In Venice, history always takes precedence. Before this past weekend, I had never been to the legendary city—I only knew my parents’ ravings and descriptions from friends. As soon as we stepped out of the train station, my professor wove us through the labyrinth of streets, bridges, campos, and piazzas until we finally arrived at the Frari Church, a famous chiesa in the city center.

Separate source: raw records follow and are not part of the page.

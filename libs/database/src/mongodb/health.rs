use mongodb::Client;
use std::time::Instant;

use super::connector::ping;

/// Health check status for MongoDB
#[derive(Debug, Clone)]
pub struct HealthStatus {
    /// Whether the database is healthy
    pub healthy: bool,
    /// Optional message (e.g., error details)
    pub message: Option<String>,
    /// Response time in milliseconds
    pub response_time_ms: u64,
}

/// Check MongoDB health with timing information and any error message.
pub async fn check_health_detailed(client: &Client) -> HealthStatus {
    let start = Instant::now();
    let result = ping(client).await;
    let response_time_ms = u64::try_from(start.elapsed().as_millis()).unwrap_or(u64::MAX);

    match result {
        Ok(()) => HealthStatus {
            healthy: true,
            message: None,
            response_time_ms,
        },
        Err(e) => HealthStatus {
            healthy: false,
            message: Some(e.to_string()),
            response_time_ms,
        },
    }
}
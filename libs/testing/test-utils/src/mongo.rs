//! MongoDB test infrastructure
//!
//! Provides a `TestMongo` helper that starts a MongoDB container for testing.

use mongodb::{Client, Database};
use testcontainers::ContainerAsync;
use testcontainers::runners::AsyncRunner;
use testcontainers_modules::mongo::Mongo;

/// Test MongoDB wrapper that ensures proper cleanup
///
/// The container is automatically stopped and removed when this struct is dropped.
pub struct TestMongo {
    #[allow(dead_code)]
    container: ContainerAsync<Mongo>,
    pub client: Client,
    pub connection_string: String,
}

impl TestMongo {
    /// Start a standalone MongoDB container and connect to it
    ///
    /// # Example
    ///
    /// ```no_run
    /// use test_utils::TestMongo;
    ///
    /// # async fn example() {
    /// let mongo = TestMongo::new().await;
    /// let db = mongo.database("users_test");
    /// # }
    /// ```
    pub async fn new() -> Self {
        let container = Mongo::default()
            .start()
            .await
            .expect("Failed to start MongoDB container");

        let host_port = container
            .get_host_port_ipv4(27017)
            .await
            .expect("Failed to get host port");

        let connection_string = format!("mongodb://127.0.0.1:{}", host_port);

        let client = Client::with_uri_str(&connection_string)
            .await
            .expect("Failed to connect to test MongoDB");

        tracing::info!(port = host_port, "Test MongoDB ready");

        Self {
            container,
            client,
            connection_string,
        }
    }

    /// Handle to a database on the test server
    pub fn database(&self, name: &str) -> Database {
        self.client.database(name)
    }

    /// Connection string including a database path, as the app reads it from `MONGO_URI`
    pub fn uri_for(&self, database: &str) -> String {
        format!("{}/{}", self.connection_string, database)
    }
}
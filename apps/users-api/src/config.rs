use core_config::{AppInfo, ConfigError, FromEnv, app_info, env_parse_optional, server::ServerConfig};

// Import MongoDB config from the database library
use database::mongodb::MongoConfig;

use std::path::{Path, PathBuf};

// Re-export Environment for use in other modules
pub use core_config::Environment;

/// Load `.env` from the working directory, if there is one.
pub fn load_dotenv() -> Option<PathBuf> {
    load_env_file(Path::new(".env"))
}

/// Load variables from `path`. Variables already set are kept.
///
/// Returns the path when the file was read.
pub fn load_env_file(path: &Path) -> Option<PathBuf> {
    dotenvy::from_path(path).ok().map(|()| path.to_path_buf())
}

/// Settings of the users resource
#[derive(Clone, Debug, Default, PartialEq, Eq)]
pub struct UsersConfig {
    /// `USERS_MAX_PAGE_LIMIT`: upper bound on `limit`, unbounded when unset
    pub max_page_limit: Option<u64>,
}

impl FromEnv for UsersConfig {
    fn from_env() -> Result<Self, ConfigError> {
        Ok(Self {
            max_page_limit: env_parse_optional("USERS_MAX_PAGE_LIMIT")?,
        })
    }
}

/// Application-specific configuration
/// Composes shared config components from the `config` library
#[derive(Clone, Debug)]
pub struct Config {
    pub app: AppInfo,
    /// MongoDB settings, or the reason they could not be loaded.
    ///
    /// A missing `MONGO_URI` does not stop the process; it is reported once
    /// tracing is up and every store-backed request fails.
    pub mongodb: Result<MongoConfig, String>,
    pub server: ServerConfig,
    pub users: UsersConfig,
    pub environment: Environment,
}

impl Config {
    pub fn from_env() -> eyre::Result<Self> {
        let environment = Environment::from_env();
        let mongodb = MongoConfig::from_env().map_err(|e| e.to_string());
        let server = ServerConfig::from_env()?;
        let users = UsersConfig::from_env()?;

        Ok(Self {
            app: app_info!(),
            mongodb,
            server,
            users,
            environment,
        })
    }
}
//! Custom extractors for Axum handlers.
//!
//! These extractors reject malformed input with the standard
//! `{ "error": ... }` body instead of axum's plain-text rejections.

pub mod body_json;
pub mod object_id_path;
pub mod query_params;

pub use body_json::BodyJson;
pub use object_id_path::ObjectIdPath;
pub use query_params::QueryParams;
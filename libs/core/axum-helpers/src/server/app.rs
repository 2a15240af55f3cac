use super::shutdown::shutdown_signal;
use crate::errors::handlers::not_found;
use crate::http::cors_layer_from_env;
use axum::{Json, Router, routing::get};
use core_config::server::ServerConfig;
use std::future::Future;
use std::io;
use std::time::Duration;
use tower_http::trace::{DefaultMakeSpan, DefaultOnResponse, TraceLayer};
use tracing::{Level, info};
use utoipa::OpenApi;

/// Creates a configured Axum router with common middleware and documentation.
///
/// This function sets up:
/// - OpenAPI document at `/api-docs/openapi.json` and a Scalar viewer at `/scalar`
/// - API routes nested under `/api`
/// - Common middleware (request tracing, CORS)
/// - 404 fallback handler rendering `{ "error": ... }`
///
/// CORS allows any origin unless `CORS_ALLOWED_ORIGIN` lists specific ones.
///
/// Domain routers should apply their own state before being passed in.
///
/// # Errors
/// Returns an error if `CORS_ALLOWED_ORIGIN` contains an invalid origin.
pub fn create_router<T>(apis: Router) -> io::Result<Router>
where
    T: OpenApi + 'static,
{
    use utoipa_scalar::{Scalar, Servable as ScalarServable};

    let openapi = T::openapi();
    let document = openapi.clone();

    let router = Router::new()
        .route(
            "/api-docs/openapi.json",
            get(move || async move { Json(document) }),
        )
        .merge(Scalar::with_url("/scalar", openapi))
        .nest("/api", apis)
        .fallback(not_found)
        .layer(
            TraceLayer::new_for_http()
                .make_span_with(DefaultMakeSpan::new().level(Level::INFO))
                .on_response(DefaultOnResponse::new().level(Level::INFO)),
        )
        .layer(cors_layer_from_env()?);

    Ok(router)
}

/// Serve `router` until SIGINT/SIGTERM, then run `cleanup` bounded by `shutdown_timeout`.
///
/// # Example
/// ```ignore
/// create_production_app(router, &config, Duration::from_secs(30), async move {
///     drop(mongo_client);
/// })
/// .await?;
/// ```
pub async fn create_production_app<F>(
    router: Router,
    server_config: &ServerConfig,
    shutdown_timeout: Duration,
    cleanup: F,
) -> io::Result<()>
where
    F: Future<Output = ()> + Send + 'static,
{
    let listener = tokio::net::TcpListener::bind(server_config.address()).await?;
    info!("Server running on http://{}", listener.local_addr()?);

    let serve_result = axum::serve(listener, router.into_make_service())
        .with_graceful_shutdown(shutdown_signal())
        .await
        .inspect_err(|e| {
            tracing::error!("Server encountered an error: {:?}", e);
        });

    info!("Starting cleanup tasks (timeout: {:?})", shutdown_timeout);
    match tokio::time::timeout(shutdown_timeout, cleanup).await {
        Ok(()) => info!("Cleanup completed successfully"),
        Err(_) => tracing::warn!(
            "Cleanup exceeded timeout of {:?}, forcing shutdown",
            shutdown_timeout
        ),
    }

    serve_result
}

#[cfg(test)]
mod tests {
    use super::*;
    use axum::body::Body;
    use axum::http::{Request, StatusCode};
    use http_body_util::BodyExt;
    use tower::ServiceExt;

    #[derive(OpenApi)]
    #[openapi(info(title = "Test API"))]
    struct TestDoc;

    fn app() -> Router {
        temp_env::with_var_unset("CORS_ALLOWED_ORIGIN", || {
            create_router::<TestDoc>(Router::new().route("/ping", get(|| async { "pong" })))
                .unwrap()
        })
    }

    #[tokio::test]
    async fn test_api_routes_are_nested_under_api() {
        let response = app()
            .oneshot(Request::builder().uri("/api/ping").body(Body::empty()).unwrap())
            .await
            .unwrap();
        assert_eq!(response.status(), StatusCode::OK);
    }

    #[tokio::test]
    async fn test_unknown_route_is_json_404() {
        let response = app()
            .oneshot(Request::builder().uri("/nope").body(Body::empty()).unwrap())
            .await
            .unwrap();
        assert_eq!(response.status(), StatusCode::NOT_FOUND);
        let bytes = response.into_body().collect().await.unwrap().to_bytes();
        let body: serde_json::Value = serde_json::from_slice(&bytes).unwrap();
        assert!(body["error"].is_string());
    }

    #[tokio::test]
    async fn test_openapi_document_is_served() {
        let response = app()
            .oneshot(
                Request::builder()
                    .uri("/api-docs/openapi.json")
                    .body(Body::empty())
                    .unwrap(),
            )
            .await
            .unwrap();
        assert_eq!(response.status(), StatusCode::OK);
        let bytes = response.into_body().collect().await.unwrap().to_bytes();
        let body: serde_json::Value = serde_json::from_slice(&bytes).unwrap();
        assert_eq!(body["info"]["title"], "Test API");
    }

    #[tokio::test]
    async fn test_any_origin_is_allowed_by_default() {
        let response = app()
            .oneshot(
                Request::builder()
                    .uri("/api/ping")
                    .header("origin", "http://frontend.test")
                    .body(Body::empty())
                    .unwrap(),
            )
            .await
            .unwrap();
        assert_eq!(
            response.headers().get("access-control-allow-origin").unwrap(),
            "*"
        );
    }
}
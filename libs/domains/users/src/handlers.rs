use axum::{
    Json, Router,
    extract::State,
    http::StatusCode,
    response::IntoResponse,
    routing::get,
};
use axum_helpers::{
    AppError, BodyJson, ObjectIdPath, QueryParams,
    errors::responses::{BadRequestResponse, InternalServerErrorResponse, NotFoundResponse},
};
use std::sync::Arc;
use utoipa::OpenApi;

use crate::error::{UserError, UserResult};
use crate::models::{
    ListUsersQuery, MessageResponse, UserEnvelope, UserPage, UserPayload, UserResponse,
};
use crate::repository::UserRepository;
use crate::service::UserService;

/// OpenAPI documentation for Users API
#[derive(OpenApi)]
#[openapi(
    paths(list_users, create_user, get_user, update_user, delete_user),
    components(
        schemas(UserResponse, UserPayload, UserPage, UserEnvelope, MessageResponse),
        responses(BadRequestResponse, NotFoundResponse, InternalServerErrorResponse)
    ),
    tags(
        (name = "Users", description = "User management endpoints (MongoDB)")
    )
)]
pub struct ApiDoc;

/// Create the users router with all HTTP endpoints
pub fn router<R: UserRepository + 'static>(service: UserService<R>) -> Router {
    let shared_service = Arc::new(service);

    Router::new()
        .route("/", get(list_users).post(create_user))
        .route("/{id}", get(get_user).put(update_user).delete(delete_user))
        .with_state(shared_service)
}

/// List users with pagination and search
#[utoipa::path(
    get,
    path = "",
    tag = "Users",
    params(ListUsersQuery),
    responses(
        (status = 200, description = "One page of users", body = UserPage),
        (status = 500, response = InternalServerErrorResponse)
    )
)]
async fn list_users<R: UserRepository>(
    State(service): State<Arc<UserService<R>>>,
    QueryParams(query): QueryParams<ListUsersQuery>,
) -> UserResult<Json<UserPage>> {
    let page = service.list_users(query).await?;
    Ok(Json(page))
}

/// Create a new user
#[utoipa::path(
    post,
    path = "",
    tag = "Users",
    request_body = UserPayload,
    responses(
        (status = 201, description = "User created successfully", body = UserEnvelope),
        (status = 400, response = BadRequestResponse)
    )
)]
async fn create_user<R: UserRepository>(
    State(service): State<Arc<UserService<R>>>,
    BodyJson(payload): BodyJson<UserPayload>,
) -> Result<impl IntoResponse, AppError> {
    let user = service
        .create_user(payload)
        .await
        .map_err(UserError::into_write_error)?;

    Ok((
        StatusCode::CREATED,
        Json(UserEnvelope {
            message: "User created successfully".to_string(),
            data: user,
        }),
    ))
}

/// Get a user by id
#[utoipa::path(
    get,
    path = "/{id}",
    tag = "Users",
    params(
        ("id" = String, Path, description = "User ObjectId (24 hex characters)")
    ),
    responses(
        (status = 200, description = "User found", body = UserResponse),
        (status = 400, response = BadRequestResponse),
        (status = 404, response = NotFoundResponse),
        (status = 500, response = InternalServerErrorResponse)
    )
)]
async fn get_user<R: UserRepository>(
    State(service): State<Arc<UserService<R>>>,
    ObjectIdPath(id): ObjectIdPath,
) -> UserResult<Json<UserResponse>> {
    let user = service.get_user(id).await?;
    Ok(Json(user))
}

/// Replace a user
///
/// `age` and `address` missing from the body are removed from the record.
#[utoipa::path(
    put,
    path = "/{id}",
    tag = "Users",
    params(
        ("id" = String, Path, description = "User ObjectId (24 hex characters)")
    ),
    request_body = UserPayload,
    responses(
        (status = 200, description = "User updated successfully", body = UserEnvelope),
        (status = 400, response = BadRequestResponse),
        (status = 404, response = NotFoundResponse)
    )
)]
async fn update_user<R: UserRepository>(
    State(service): State<Arc<UserService<R>>>,
    ObjectIdPath(id): ObjectIdPath,
    BodyJson(payload): BodyJson<UserPayload>,
) -> Result<Json<UserEnvelope>, AppError> {
    let user = service
        .update_user(id, payload)
        .await
        .map_err(UserError::into_write_error)?;

    Ok(Json(UserEnvelope {
        message: "User updated successfully".to_string(),
        data: user,
    }))
}

/// Delete a user
#[utoipa::path(
    delete,
    path = "/{id}",
    tag = "Users",
    params(
        ("id" = String, Path, description = "User ObjectId (24 hex characters)")
    ),
    responses(
        (status = 200, description = "User deleted successfully", body = MessageResponse),
        (status = 400, response = BadRequestResponse),
        (status = 404, response = NotFoundResponse)
    )
)]
async fn delete_user<R: UserRepository>(
    State(service): State<Arc<UserService<R>>>,
    ObjectIdPath(id): ObjectIdPath,
) -> Result<Json<MessageResponse>, AppError> {
    service
        .delete_user(id)
        .await
        .map_err(UserError::into_write_error)?;

    Ok(Json(MessageResponse {
        message: "User deleted successfully".to_string(),
    }))
}
//! Users API routes
//!
//! This module wires up the users domain to HTTP routes.

use axum::Router;
use domain_users::{MongoUserRepository, UnavailableUserRepository, UserService, handlers};

use crate::state::AppState;

/// Create users router
///
/// Falls back to a repository that fails every call when the store could
/// not be opened.
pub fn router(state: &AppState) -> Router {
    let max_page_limit = state.config.users.max_page_limit;

    match &state.mongo {
        Ok(store) => {
            let repository = MongoUserRepository::new(&store.db);
            handlers::router(UserService::new(repository).with_max_page_limit(max_page_limit))
        }
        Err(reason) => {
            let repository = UnavailableUserRepository::new(reason.clone());
            handlers::router(UserService::new(repository).with_max_page_limit(max_page_limit))
        }
    }
}
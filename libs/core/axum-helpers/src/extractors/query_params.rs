//! Query string extractor with `{ "error": ... }` rejections.

use crate::errors::AppError;
use axum::extract::{FromRequestParts, Query};
use axum::http::request::Parts;
use serde::de::DeserializeOwned;

/// Query string extractor.
///
/// Same as [`axum::extract::Query`], but a query string that does not
/// deserialize is reported as `400 { "error": ... }`.
pub struct QueryParams<T>(pub T);

impl<T, S> FromRequestParts<S> for QueryParams<T>
where
    T: DeserializeOwned,
    S: Send + Sync,
{
    type Rejection = AppError;

    async fn from_request_parts(parts: &mut Parts, state: &S) -> Result<Self, Self::Rejection> {
        let Query(params) = Query::<T>::from_request_parts(parts, state).await?;
        Ok(QueryParams(params))
    }
}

I am a very spatial person; I love maps, and I love being able to orient myself in new cities, but after that walk, we could have been anywhere on the island, and I would not have been the wiser. The architecture of the city climbs up and around the canals and walking paths. As the town was essentially built upon a marsh island, nothing is flat. The cobblestones push up and push down. Walking through San Marco, the floor looked like a checkerboard of miniature rolling hills. In one bell tower we passed, the lower half was built at a different angle than the top half, as if the constructors had corrected for the sway midway through the process. These tiny quirks and flaws in Venice’s fabric have been preserved for the past millennium. Repairs have been made at different points in the city’s history, but the buildings were rarely replaced. Even today, building or renovating in the historic center is a literal nightmare. Simple projects can result in mountains of paperwork. Venice, a city slowly sinking into the sea, a town that still collects garbage by boat, is reluctant to change, no matter how necessary it may seem. The cultural and artistic history is so rich, and the tendency towards historic preservation so strong, Venice seems like a city frozen in time, moving neither forward nor backwards.
As an art historian, I both appreciate and adore Italy’s embrace of its historical culture. I love that I can see the development of art over time; so much of the Renaissance and Baroque period remains here, especially in the cities like Venice and Florence that are no longer the economic and political centers they once were. Italy gravitates towards historical and artistic tradition, and I wish I could see more of that in the United States. But in spite of my attraction to this culture, I wonder if Italy’s tie to cultural tradition serves to divide it from countries developing more rapidly. Does it lead to wealthy and unfit politicians like Berlusconi taking power? Does it lead to the preservation of the power of the Catholic Church, even when few Italians attend mass? I love the Italian culture, but its implications are much farther reaching than the conservation of the art that brought me here.